Watton at Stone: A small hamlet with a big heart
PUBLISHED: 17:44 15 February 2010 | UPDATED: 15:13 20 February 2013
Marie Hardingham takes a look at bygone days in Watton-at-Stone and what makes this charming village an asset to the people who live there today
THE attractive parish of Watton-at-Stone is situated between Stevenage and Hertford in the valley of the River Beane. As you enter the village from the Hertford approach you see the imposing church of St Andrew and St Mary across the fields and the town's war memorial
The greater part of this tiny hamlet dates from the 20th century although some examples of 18th and 19th century architecture still remain. The pretty parish stretches along the high street with pubs and shops adorning either side. There is a nursery and primary school and the co-educational Heath Mount independent school is located just on the outskirts in Woodhall Park. The Waggon and Horses, The George and Dragon and The Bull provide watering-holes for the locals and a selection of shops include a supermarket, post office and a Chinese take-away, making it a village full of amenities.
With the development of housing estates life in Watton has changed considerably over the years especially since the closure of the Holden du Cros salmon packing factory in 1988, which was the main workplace for many residents and now the majority of villagers commute to surrounding areas.
Alan Rattue, 56, has lived in the village all his life and is a bit of a local historian. He collects all sorts of village memorabilia and has nearly 700 picture postcards dating way back to 1903. 'Each one tells a story,' says Alan.
The married father-of-two, who lives in the High Street, has been assembling his collection of postcards since 1984 and is currently writing a book on the history of the parish. He laughs, 'It started as a hobby, now it's an obsession.'
In 1968 the whole village was cut-off due to severe flooding. The local scout hut, which Alan helped build, was completely flattened and washed down river, blocking up the bridge and damming the water which resulted in the bridge collapsing. It was absolute devastation and boats were used as transport for a while.

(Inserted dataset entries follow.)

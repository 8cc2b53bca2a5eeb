//! # Outbound Ports
//!
//! The external ledger as seen by the submission coordinator and the event
//! reconciler.

use crate::domain::{LedgerClientError, Receipt, SubmissionError};
use async_trait::async_trait;
use parking_lot::Mutex;
use shared_bus::{EventFilter, EventPublisher, InMemoryEventBus};
use shared_types::{ExternalRef, LedgerEvent, LedgerOperation, Parameters};
use std::collections::{HashMap, VecDeque};
use std::pin::Pin;
use std::sync::atomic::{AtomicU64, Ordering};
use tokio_stream::Stream;

/// Unbounded stream of ledger events, in ledger order.
pub type LedgerEventStream = Pin<Box<dyn Stream<Item = LedgerEvent> + Send>>;

/// External ledger client - outbound port.
///
/// `submit` returning `Ok` means the call was accepted into the pending
/// pool, not that it executed. Execution is observed through events or
/// receipts.
#[async_trait]
pub trait LedgerClient: Send + Sync {
    /// Submit `operation` with `parameters`; returns the transaction hash.
    async fn submit(
        &self,
        operation: LedgerOperation,
        parameters: &Parameters,
    ) -> Result<ExternalRef, SubmissionError>;

    /// Stream events matching `filter`, starting at `filter.from_block`
    /// (inclusive) or at the latest block when unset.
    async fn subscribe(&self, filter: EventFilter) -> Result<LedgerEventStream, LedgerClientError>;

    /// Receipt of a mined transaction, `None` while still pending or unknown.
    async fn receipt(&self, reference: &ExternalRef) -> Result<Option<Receipt>, LedgerClientError>;

    /// Number of the latest mined block.
    async fn latest_block(&self) -> Result<u64, LedgerClientError>;
}

// =============================================================================
// Mock Implementations for Testing
// =============================================================================

/// Scripted ledger client for testing.
///
/// Each `submit` pops the next scripted result; with an empty script it
/// returns `always` if set, else accepts with a generated hash.
#[derive(Default)]
pub struct MockLedgerClient {
    script: Mutex<VecDeque<Result<ExternalRef, SubmissionError>>>,
    always: Mutex<Option<SubmissionError>>,
    calls: Mutex<Vec<(LedgerOperation, Parameters)>>,
    receipts: Mutex<HashMap<ExternalRef, Receipt>>,
    bus: InMemoryEventBus,
    latest_block: AtomicU64,
}

impl MockLedgerClient {
    /// Accepting client with an empty script.
    pub fn new() -> Self {
        Self::default()
    }

    /// Queue the result of a future `submit`.
    pub fn push_result(&self, result: Result<ExternalRef, SubmissionError>) {
        self.script.lock().push_back(result);
    }

    /// Fail every unscripted `submit` with `error`.
    pub fn fail_always(&self, error: SubmissionError) {
        *self.always.lock() = Some(error);
    }

    /// Number of `submit` calls so far.
    pub fn submit_calls(&self) -> usize {
        self.calls.lock().len()
    }

    /// Every `submit` call so far, in order.
    pub fn calls(&self) -> Vec<(LedgerOperation, Parameters)> {
        self.calls.lock().clone()
    }

    /// Make a receipt available.
    pub fn set_receipt(&self, receipt: Receipt) {
        self.receipts
            .lock()
            .insert(receipt.transaction_hash.clone(), receipt);
    }

    /// Set the reported latest block.
    pub fn set_latest_block(&self, block: u64) {
        self.latest_block.store(block, Ordering::SeqCst);
    }

    /// Deliver an event to current subscribers.
    pub async fn emit(&self, event: LedgerEvent) -> usize {
        self.bus.publish(event).await
    }
}

#[async_trait]
impl LedgerClient for MockLedgerClient {
    async fn submit(
        &self,
        operation: LedgerOperation,
        parameters: &Parameters,
    ) -> Result<ExternalRef, SubmissionError> {
        let call_number = {
            let mut calls = self.calls.lock();
            calls.push((operation, parameters.clone()));
            calls.len()
        };

        if let Some(result) = self.script.lock().pop_front() {
            return result;
        }
        if let Some(error) = self.always.lock().clone() {
            return Err(error);
        }
        Ok(ExternalRef::new(format!("0x{call_number:064x}")))
    }

    async fn subscribe(&self, filter: EventFilter) -> Result<LedgerEventStream, LedgerClientError> {
        Ok(Box::pin(self.bus.event_stream(filter)))
    }

    async fn receipt(&self, reference: &ExternalRef) -> Result<Option<Receipt>, LedgerClientError> {
        Ok(self.receipts.lock().get(reference).cloned())
    }

    async fn latest_block(&self) -> Result<u64, LedgerClientError> {
        Ok(self.latest_block.load(Ordering::SeqCst))
    }
}

#[cfg(test)]
mod tests {
    use super::*;
    use crate::domain::{ReceiptStatus, TransportKind};
    use shared_types::{EventKind, ParamValue};
    use std::collections::BTreeMap;
    use std::time::Duration;
    use tokio::time::timeout;
    use tokio_stream::StreamExt;

    fn params() -> Parameters {
        Parameters::new(vec![ParamValue::Uint(1), ParamValue::Uint(2)])
    }

    #[tokio::test]
    async fn test_mock_accepts_by_default() {
        let client = MockLedgerClient::new();
        let reference = client
            .submit(LedgerOperation::UpdateItemStatus, &params())
            .await
            .unwrap();

        assert!(reference.as_str().starts_with("0x"));
        assert_eq!(client.submit_calls(), 1);
    }

    #[tokio::test]
    async fn test_mock_script_then_always() {
        let client = MockLedgerClient::new();
        client.push_result(Ok(ExternalRef::new("0xabc")));
        client.fail_always(SubmissionError::transport(TransportKind::Timeout, "slow"));

        let first = client.submit(LedgerOperation::CreateItem, &params()).await;
        let second = client.submit(LedgerOperation::CreateItem, &params()).await;

        assert_eq!(first.unwrap(), ExternalRef::new("0xabc"));
        assert!(second.unwrap_err().is_retryable());
        assert_eq!(client.calls().len(), 2);
    }

    #[tokio::test]
    async fn test_mock_receipts_and_events() {
        let client = MockLedgerClient::new();
        client.set_receipt(Receipt {
            transaction_hash: ExternalRef::new("0xabc"),
            block_number: 3,
            status: ReceiptStatus::Reverted,
            events: vec![],
            revert_reason: Some("out of stock".to_string()),
        });
        assert!(client.receipt(&ExternalRef::new("0xABC")).await.unwrap().is_some());
        assert!(client.receipt(&ExternalRef::new("0xdef")).await.unwrap().is_none());

        let mut stream = client.subscribe(EventFilter::all()).await.unwrap();
        client
            .emit(LedgerEvent {
                kind: EventKind::ItemCreated,
                contract: "0xc0ffee".to_string(),
                fields: BTreeMap::new(),
                transaction_hash: ExternalRef::new("0xabc"),
                block_number: 3,
                log_index: 0,
            })
            .await;

        let event = timeout(Duration::from_millis(100), stream.next())
            .await
            .expect("timeout")
            .expect("event");
        assert_eq!(event.block_number, 3);
    }
}
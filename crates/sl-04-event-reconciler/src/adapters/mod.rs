//! # Adapters Module
//!
//! Checkpoint storage implementations.

pub mod memory;

pub use memory::InMemoryCheckpointStore;
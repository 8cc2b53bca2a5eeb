//! # Dead Letter Queue
//!
//! Ledger events that could not be reconciled are parked here with the
//! error that stopped them, for operator investigation. The queue is
//! bounded; the oldest entry is evicted when full.

use parking_lot::Mutex;
use serde::{Deserialize, Serialize};
use shared_types::{LedgerEvent, Timestamp};
use std::collections::VecDeque;
use tracing::warn;

/// A failed event and why it failed.
#[derive(Debug, Clone, PartialEq, Eq, Serialize, Deserialize)]
pub struct DeadLetter {
    /// The event as delivered.
    pub event: LedgerEvent,
    /// Rendered error.
    pub error: String,
    /// When the failure was recorded (ms).
    pub at: Timestamp,
}

/// Bounded in-memory dead letter queue.
#[derive(Debug)]
pub struct DeadLetterQueue {
    entries: Mutex<VecDeque<DeadLetter>>,
    capacity: usize,
}

impl DeadLetterQueue {
    /// Default number of retained dead letters.
    pub const DEFAULT_CAPACITY: usize = 1_000;

    /// Create a queue holding at most `capacity` entries.
    #[must_use]
    pub fn new(capacity: usize) -> Self {
        Self {
            entries: Mutex::new(VecDeque::with_capacity(capacity.min(64))),
            capacity: capacity.max(1),
        }
    }

    /// Park an event.
    pub fn push(&self, event: LedgerEvent, error: impl Into<String>, at: Timestamp) {
        let error = error.into();
        warn!(
            kind = %event.kind,
            tx_hash = %event.transaction_hash,
            block = event.block_number,
            error = %error,
            "Ledger event routed to dead letter queue"
        );

        let mut entries = self.entries.lock();
        if entries.len() == self.capacity {
            entries.pop_front();
        }
        entries.push_back(DeadLetter { event, error, at });
    }

    /// Copy of the current entries, oldest first.
    #[must_use]
    pub fn snapshot(&self) -> Vec<DeadLetter> {
        self.entries.lock().iter().cloned().collect()
    }

    /// Remove and return every entry.
    pub fn drain(&self) -> Vec<DeadLetter> {
        self.entries.lock().drain(..).collect()
    }

    /// Number of parked events.
    #[must_use]
    pub fn len(&self) -> usize {
        self.entries.lock().len()
    }

    /// True when nothing is parked.
    #[must_use]
    pub fn is_empty(&self) -> bool {
        self.entries.lock().is_empty()
    }
}

impl Default for DeadLetterQueue {
    fn default() -> Self {
        Self::new(Self::DEFAULT_CAPACITY)
    }
}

Both the bridge and the hut had to be totally rebuilt.
Alan believes the village demonstrates a strong community feel and adds, 'Life here is very social, people will always stop to chat.'
Alan Rattue is currently writing a book on the history of the parish and is appealing for help.
If anyone knows who is in the 'rabbit breeder' picture, left, then please contact Alan at firstname.lastname@example.org
Bend it like Watton
The quaint parish used to have a rifle club but in those days it was frowned upon for women to join such activities. Then one day the club relented and a woman was permitted, but while out shooting she accidentally shot and killed a cow and that put paid to the rifle club altogether.
Poaching was a common past-time for locals back then, but today in the village hobbies centre mainly on sporting pursuits such as kick boxing, cycling and tennis, and there is also a ladies football team. Currently they
are raising money for a new sports
field which is ironic really as the old sports field is where the rifle club used to shoot and where women were forbidden.
Manager of the team, 29-year-old John Fitzjohn, says, 'I moved to the village in 1994. it's a great place to live for anyone who likes sport, there's a variety of clubs available for all ages ranging from football to rambling.'
John Fitzjohn is looking for more players for the ladies football team.